もっとも、非常に人口の少ない民族でもない限りは人口抑制政策の対象にはなっていて、例えば、ウイグル族については、基本的に都市部では2人まで、農村部では3人まで、という制約が設けられている。
カシュガルに限らず、農村や街中のバザールなどで多くの子供たちを見ていて、ひとつ思うことがある。それは、大人と子供の距離についてだ。その距離が非常に短く、大人が働く環境と、子供がいる環境が同じであったり、非常に近いところにあったりする、ということだ。
なぜそういうケースが多いのか、と考えてみると、それは親の仕事の影響によるところが大きい。親が会社などの組織で働いていれば、子供が親の仕事を手伝う、あるいは、職場と自宅が隣接している、といったことは考えにくい。ところが、バザールで小さな商店を営んでいたり、農家で穀物や果物を栽培していたり、郊外で羊の放牧に従事していたりすると、働く親のそばに子供がいる時間が長くなる。
ウイグル族を含め、多くの少数民族の人にとっては、大きな組織で働くことは現実的には考えにくい特別なことだ。少数民族によって経営されている会社組織が全くないわけではないけれど、大抵の場合、会社は漢民族資本である。そこで働くためには、当然、漢民族と同等に中国語が操れなくてはならない。
少数民族の人と中国語の習得について話をする時、この種のことはよく話題に上る。
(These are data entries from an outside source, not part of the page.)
//! Result of feeding a response into a view.

/// What a view did with a completed request.
#[derive(Debug, Clone, Copy, PartialEq, Eq)]
pub enum Completion {
    /// The response was applied to the view.
    Applied,
    /// The request failed; the view stored a user-facing error.
    Failed,
    /// The view's target changed since the request was issued; ignored.
    Stale,
}

impl Completion {
    /// Whether the view's state changed.
    pub fn is_applied(self) -> bool {
        matches!(self, Self::Applied)
    }
}
//! Mutation effects.
//!
//! A [`CountChange`] is relative and is applied once, to the canonical post in
//! the cache. What views receive is a [`ForumDelta`] carrying absolute values
//! read back from the cache, so every view converges on the same numbers no
//! matter how many times it is notified.

use petboard_proto::ForumPost;

/// Relative counter change caused by a successful mutation.
#[derive(Debug, Clone, Copy, PartialEq, Eq)]
pub enum CountChange {
    /// The viewer liked the post.
    Liked,
    /// The viewer removed their like.
    Unliked,
    /// A comment or reply was created.
    CommentAdded,
    /// A comment was deleted together with its replies. Carries the number
    /// of comments removed.
    CommentsRemoved(u64),
}

impl CountChange {
    /// Apply to a post. Decrements saturate at zero.
    pub fn apply(self, post: &mut ForumPost) {
        match self {
            Self::Liked => post.likes_count = post.likes_count.saturating_add(1),
            Self::Unliked => post.likes_count = post.likes_count.saturating_sub(1),
            Self::CommentAdded => post.comments_count = post.comments_count.saturating_add(1),
            Self::CommentsRemoved(n) => post.comments_count = post.comments_count.saturating_sub(n),
        }
    }
}

/// Change a view must apply to its copy of a post.
#[derive(Debug, Clone, PartialEq, Eq)]
pub enum ForumDelta {
    /// Counters changed.
    Counts {
        /// New like count
        likes_count: u64,
        /// New comment count
        comments_count: u64,
    },
    /// Content was edited; replaces the whole record.
    Replaced(ForumPost),
    /// The post no longer exists.
    Deleted,
}

impl ForumDelta {
    /// Counters of `post` as a delta.
    pub fn counts_of(post: &ForumPost) -> Self {
        Self::Counts { likes_count: post.likes_count, comments_count: post.comments_count }
    }

    /// Patch a view's copy in place. [`ForumDelta::Deleted`] is handled by the
    /// view, which drops the entry instead.
    pub fn patch(&self, post: &mut ForumPost) {
        match self {
            Self::Counts { likes_count, comments_count } => {
                post.likes_count = *likes_count;
                post.comments_count = *comments_count;
            },
            Self::Replaced(updated) => *post = updated.clone(),
            Self::Deleted => {},
        }
    }

    /// Whether this delta removes the post.
    pub fn is_deletion(&self) -> bool {
        matches!(self, Self::Deleted)
    }
}
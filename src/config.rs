use std::path::PathBuf;
use std::time::Duration;

/// The media file played in a loop.
pub const MEDIA_PATH: &str = "media/video_10s.mp4";

/// Factory names used to instantiate each stage of the playback graph.
#[derive(Clone, Debug, PartialEq, Eq)]
pub struct StageFactories {
    pub source: String,
    pub decode: String,
    pub convert: String,
    pub sink: String,
}

impl Default for StageFactories {
    fn default() -> Self {
        StageFactories {
            source: "filesrc".into(),
            decode: "decodebin".into(),
            convert: "videoconvert".into(),
            sink: "autovideosink".into(),
        }
    }
}

#[derive(Clone, Debug)]
pub struct PlaybackConfig {
    pub media_path: PathBuf,

    // upper bound on a single bus poll
    pub poll_interval: Duration,

    // where playback restarts after end-of-stream
    pub restart_position: Duration,

    pub stages: StageFactories,
}

impl Default for PlaybackConfig {
    fn default() -> Self {
        PlaybackConfig {
            media_path: PathBuf::from(MEDIA_PATH),
            poll_interval: Duration::from_millis(100),
            restart_position: Duration::from_secs(1),
            stages: StageFactories::default(),
        }
    }
}

#[cfg(test)]
mod tests {
    use super::*;

    #[test]
    fn it_defaults_to_the_looping_player_settings() {
        let config = PlaybackConfig::default();

        assert_eq!(config.media_path, PathBuf::from(MEDIA_PATH));
        assert_eq!(config.poll_interval, Duration::from_millis(100));
        assert_eq!(config.restart_position.as_nanos(), 1_000_000_000);
        assert_eq!(config.stages.decode, "decodebin");
        assert_eq!(config.stages.sink, "autovideosink");
    }
}
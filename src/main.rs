use env_logger::Env;
use media_playback::config::PlaybackConfig;

fn main() {
    let _ = env_logger::Builder::from_env(Env::default().default_filter_or("info")).try_init();

    match media_playback::play(&PlaybackConfig::default()) {
        Ok(termination) => log::info!("playback stopped: {:?}", termination),
        Err(err) => {
            log::error!("{}", err);
            std::process::exit(-1);
        }
    }
}
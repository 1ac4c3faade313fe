use crate::config::PlaybackConfig;
use crate::error::Result;
use gstreamer::State;
use std::time::Duration;

/// Bus messages the event loop reacts to, detached from the GStreamer message.
#[derive(Debug, Clone, PartialEq)]
pub enum BusEvent {
    StateChanged {
        // whether the pipeline itself, rather than one of its stages, changed state
        from_pipeline: bool,
        old: State,
        current: State,
    },
    Error {
        source: String,
        message: String,
        debug: Option<String>,
    },
    EndOfStream,
    Other(String),
}

/// The two operations the event loop needs from a running playback session.
pub trait PlaybackControl {
    /// Waits at most `timeout` for the next bus event.
    fn next_event(&mut self, timeout: Duration) -> Option<BusEvent>;

    /// Submits a flushing seek to `position`. Does not wait for it to complete.
    fn restart(&mut self, position: Duration) -> Result<()>;
}

/// Why the event loop stopped.
#[derive(Debug, Clone, PartialEq)]
pub enum Termination {
    StreamError { source: String, message: String },
    SeekFailed(String),
}

#[derive(Debug, Clone, PartialEq)]
pub enum LoopState {
    Running,
    Terminated(Termination),
}

/// Polls a [`PlaybackControl`] until an error ends playback, restarting the
/// stream every time it reaches its end.
pub struct EventLoop {
    poll_interval: Duration,
    restart_position: Duration,
    state: LoopState,
    restarts: u64,
}

impl EventLoop {
    pub fn new(config: &PlaybackConfig) -> Self {
        EventLoop {
            poll_interval: config.poll_interval,
            restart_position: config.restart_position,
            state: LoopState::Running,
            restarts: 0,
        }
    }

    pub fn state(&self) -> &LoopState {
        &self.state
    }

    /// Number of restarts submitted so far.
    pub fn restarts(&self) -> u64 {
        self.restarts
    }

    /// Polls once. A terminated loop never polls again.
    pub fn step<C: PlaybackControl>(&mut self, control: &mut C) -> &LoopState {
        if let LoopState::Terminated(_) = self.state {
            return &self.state;
        }

        if let Some(event) = control.next_event(self.poll_interval) {
            self.state = self.handle(event, control);
        }

        &self.state
    }

    pub fn run<C: PlaybackControl>(mut self, control: &mut C) -> Termination {
        loop {
            if let LoopState::Terminated(termination) = self.step(control) {
                return termination.clone();
            }
        }
    }

    fn handle<C: PlaybackControl>(&mut self, event: BusEvent, control: &mut C) -> LoopState {
        match event {
            BusEvent::Error {
                source,
                message,
                debug,
            } => {
                log::error!("error received from element {}: {}", source, message);
                if let Some(debug) = debug {
                    log::debug!("debugging information: {}", debug);
                }

                LoopState::Terminated(Termination::StreamError { source, message })
            }
            BusEvent::EndOfStream => {
                log::info!("received EOS, restarting");

                match control.restart(self.restart_position) {
                    Ok(()) => {
                        self.restarts += 1;
                        LoopState::Running
                    }
                    Err(err) => {
                        log::error!("failed to seek pipeline: {}", err);
                        LoopState::Terminated(Termination::SeekFailed(err.to_string()))
                    }
                }
            }
            BusEvent::StateChanged {
                from_pipeline,
                old,
                current,
            } => {
                if from_pipeline {
                    log::info!(
                        "pipeline state changed from {} to {}",
                        state_name(old),
                        state_name(current)
                    );
                }

                LoopState::Running
            }
            BusEvent::Other(kind) => {
                log::warn!("unexpected message received: {}", kind);
                LoopState::Running
            }
        }
    }
}

// Same names GStreamer itself prints for element states
pub fn state_name(state: State) -> &'static str {
    match state {
        State::VoidPending => "VOID_PENDING",
        State::Null => "NULL",
        State::Ready => "READY",
        State::Paused => "PAUSED",
        State::Playing => "PLAYING",
        _ => "UNKNOWN",
    }
}
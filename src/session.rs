use crate::config::PlaybackConfig;
use crate::error::{MediaPlaybackError, Result};
use crate::main_loop::{BusEvent, PlaybackControl};
use crate::pad::{PadLinker, PadOutcome};
use crossbeam_channel::{unbounded, Receiver};
use gstreamer::prelude::*;
use gstreamer::{
    Bus, ClockTime, Element, ElementFactory, Message, MessageType, Pipeline, SeekFlags, SeekType,
    State,
};
use std::time::Duration;

/// A built playback graph: `source ! decode ! convert ! sink`, where the
/// decode to convert edge is only made once the decoder exposes a video pad.
pub struct Session {
    pipeline: Pipeline,
    source: Element,
    decode: Element,
    convert: Element,
    sink: Element,
    bus: Bus,
    pad_outcomes: Receiver<PadOutcome>,
}

// Create a named stage, a missing factory usually means a missing plugin
fn make_element(factory: &str, name: &str) -> Result<Element> {
    ElementFactory::make(factory, Some(name)).map_err(|err| {
        log::error!("cannot create {}: {}", factory, err);
        MediaPlaybackError::CreateElementError(factory.to_string())
    })
}

fn link(src: &Element, dest: &Element) -> Result<()> {
    src.link(dest).map_err(|err| MediaPlaybackError::LinkError {
        src: src.name().to_string(),
        dest: dest.name().to_string(),
        reason: err.to_string(),
    })
}

impl Session {
    pub fn build(config: &PlaybackConfig) -> Result<Session> {
        let stages = &config.stages;

        let source = make_element(&stages.source, "file_src")?;
        let location = config.media_path.to_string_lossy().into_owned();
        source.set_property("location", &location)?;

        let decode = make_element(&stages.decode, "decode_bin")?;
        let convert = make_element(&stages.convert, "video_convert")?;
        let sink = make_element(&stages.sink, "auto_video_sink")?;

        let pipeline = ElementFactory::make("pipeline", Some("pipeline"))
            .map_err(|_| MediaPlaybackError::CreatePipelineError)?
            .downcast::<Pipeline>()
            .map_err(|_| MediaPlaybackError::CreatePipelineError)?;

        pipeline.add_many(&[&source, &decode, &convert, &sink])?;
        link(&source, &decode)?;
        link(&convert, &sink)?;

        if convert.static_pad("sink").is_none() {
            return Err(MediaPlaybackError::MissingPad {
                element: convert.name().to_string(),
                pad: "sink",
            });
        }

        let (sender, pad_outcomes) = unbounded::<PadOutcome>();
        PadLinker::new(&convert, sender).attach(&decode);

        let bus = pipeline.bus().ok_or(MediaPlaybackError::MissingBus)?;

        log::debug!("built playback graph for {}", location);

        Ok(Session {
            pipeline,
            source,
            decode,
            convert,
            sink,
            bus,
            pad_outcomes,
        })
    }

    pub fn start(&self) -> Result<()> {
        self.pipeline.set_state(State::Playing).map_err(|err| {
            log::error!("failed to change pipeline to Playing state");
            MediaPlaybackError::from(err)
        })?;

        Ok(())
    }

    pub fn shutdown(&self) -> Result<()> {
        self.pipeline.set_state(State::Null)?;
        log::debug!("pipeline set to Null");

        Ok(())
    }

    /// Source, decode, convert and sink, in graph order.
    pub fn stages(&self) -> [&Element; 4] {
        [&self.source, &self.decode, &self.convert, &self.sink]
    }

    /// Reports from the pad-added callback, one per pad the decoder exposed.
    pub fn pad_outcomes(&self) -> &Receiver<PadOutcome> {
        &self.pad_outcomes
    }
}

impl PlaybackControl for Session {
    fn next_event(&mut self, timeout: Duration) -> Option<BusEvent> {
        let timeout = ClockTime::from_nseconds(timeout.as_nanos() as u64);
        let msg = self.bus.timed_pop_filtered(
            timeout,
            &[MessageType::StateChanged, MessageType::Error, MessageType::Eos],
        )?;

        Some(bus_event(&self.pipeline, &msg))
    }

    fn restart(&mut self, position: Duration) -> Result<()> {
        let start = ClockTime::from_nseconds(position.as_nanos() as u64);

        self.pipeline
            .seek(
                1.0,
                SeekFlags::FLUSH,
                SeekType::Set,
                Some(start),
                SeekType::None,
                ClockTime::NONE,
            )
            .map_err(|err| MediaPlaybackError::SeekError(err.to_string()))
    }
}

fn bus_event(pipeline: &Pipeline, msg: &Message) -> BusEvent {
    use gstreamer::MessageView;

    match msg.view() {
        MessageView::Error(err) => BusEvent::Error {
            source: msg
                .src()
                .map(|s| s.name().to_string())
                .unwrap_or_else(|| String::from("None")),
            message: err.error().to_string(),
            debug: err.debug(),
        },
        MessageView::Eos(..) => BusEvent::EndOfStream,
        MessageView::StateChanged(state) => BusEvent::StateChanged {
            from_pipeline: msg.src().as_ref() == Some(pipeline.upcast_ref::<gstreamer::Object>()),
            old: state.old(),
            current: state.current(),
        },
        _ => BusEvent::Other(format!("{:?}", msg.type_())),
    }
}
中国語はわかりますか、という私からの問いに、様々な答えが返ってきたけれど、その中にはよく「中国語が上手なウイグル族は、会社で働いてる人たちだよ」というものがあった。当然、裏を返せば、会社というところで働くのに、中国語という厚い壁が立ちはだかっていることになる。それが、少数民族で「会社組織で働く」人がごく一部に限られる大きな理由だろう。